■ **EXERCISE DETAILS**:
Only the lines from the one containing "filename src/models.rs" through the last line below should be written out, exactly and with both ends kept.

■ **Saved entries**:
--*--
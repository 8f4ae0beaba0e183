use lazy_static::lazy_static;
use prometheus::{Counter, Gauge, Histogram, register_counter, register_gauge, register_histogram};


lazy_static! {
    pub static ref LOGIN_ATTEMPTS: Counter =
        register_counter!("devfolio_login_attempts_total", "Total number of login attempts").unwrap();
    pub static ref LOGIN_THROTTLED: Counter =
        register_counter!("devfolio_login_throttled_total", "Login attempts rejected by the rate limiter").unwrap();
    pub static ref LOGIN_FAILURES: Counter =
        register_counter!("devfolio_login_failures_total", "Login attempts with invalid credentials").unwrap();
    pub static ref LOGIN_LATENCY: Histogram = register_histogram!(
        "devfolio_login_latency_seconds",
        "Login handler latency in seconds"
    )
    .unwrap();
    pub static ref TRACKED_CLIENTS: Gauge =
        register_gauge!("devfolio_rate_limit_clients", "Current number of tracked rate limit records").unwrap();
}
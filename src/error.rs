use axum::Json;
use axum::http::{HeaderValue, StatusCode, header};
use axum::response::{IntoResponse, Response};
use thiserror::Error;

use crate::models::ErrorBody;

#[derive(Debug, Error)]
pub enum ApiError {
    #[error("Too many requests")]
    TooManyRequests { retry_after_secs: u64 },
    #[error("{0}")]
    BadRequest(String),
    #[error("Invalid credentials")]
    Unauthorized,
    #[error("internal error: {0}")]
    Internal(String),
}

impl IntoResponse for ApiError {
    fn into_response(self) -> Response {
        let status = match &self {
            ApiError::TooManyRequests { .. } => StatusCode::TOO_MANY_REQUESTS,
            ApiError::BadRequest(_) => StatusCode::BAD_REQUEST,
            ApiError::Unauthorized => StatusCode::UNAUTHORIZED,
            ApiError::Internal(msg) => {
                // real cause stays in the logs
                tracing::error!("Internal error: {}", msg);
                StatusCode::INTERNAL_SERVER_ERROR
            }
        };

        let message = match &self {
            ApiError::Internal(_) => "Server Error".to_string(),
            other => other.to_string(),
        };

        let mut response = (status, Json(ErrorBody { error: message })).into_response();
        if let ApiError::TooManyRequests { retry_after_secs } = self {
            response
                .headers_mut()
                .insert(header::RETRY_AFTER, HeaderValue::from(retry_after_secs));
        }
        response
    }
}
use axum::{Json, extract::State, response::IntoResponse};
use crate::state::AppState;

// health handler
pub async fn health_handler(State(state): State<AppState>) -> impl IntoResponse {
    Json(serde_json::json!({
        "status": "healthy",
        "timestamp": chrono::Utc::now().to_rfc3339(),
        "tracked_clients": state.login_limiter.tracked_clients(),
    }))
}
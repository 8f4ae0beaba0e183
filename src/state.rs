use std::sync::Arc;
use crate::auth::AdminCredentials;
use crate::rate_limit::RateLimiter;

// app's shared state
#[derive(Clone)]
pub struct AppState {
    pub login_limiter: Arc<RateLimiter>, // guards POST /api/login
    pub admin: AdminCredentials,
}
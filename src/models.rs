use serde::{Deserialize, Serialize};

// Login request body; fields default so missing ones get a 400, not a parse error
#[derive(Deserialize, Serialize, Clone, Default)]
pub struct LoginRequest {
    #[serde(default)]
    pub email: String,
    #[serde(default)]
    pub password: String,
}

#[derive(Deserialize, Serialize, Clone, Debug, PartialEq)]
pub struct LoginResponse {
    pub success: bool,
}

#[derive(Deserialize, Serialize, Clone, Debug, PartialEq)]
pub struct ErrorBody {
    pub error: String,
}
--*--
■ **SOLUTION TO THE EXERCISE**:
filename src/models.rs
use serde::{Deserialize, Serialize};

// Login request body; fields default so missing ones get a 400, not a parse error
#[derive(Deserialize, Serialize, Clone, Default)]
pub struct LoginRequest {
    #[serde(default)]
    pub email: String,
    #[serde(default)]
    pub password: String,
}

#[derive(Deserialize, Serialize, Clone, Debug, PartialEq)]
pub struct LoginResponse {
    pub success: bool,
}

#[derive(Deserialize, Serialize, Clone, Debug, PartialEq)]
pub struct ErrorBody {
    pub error: String,
}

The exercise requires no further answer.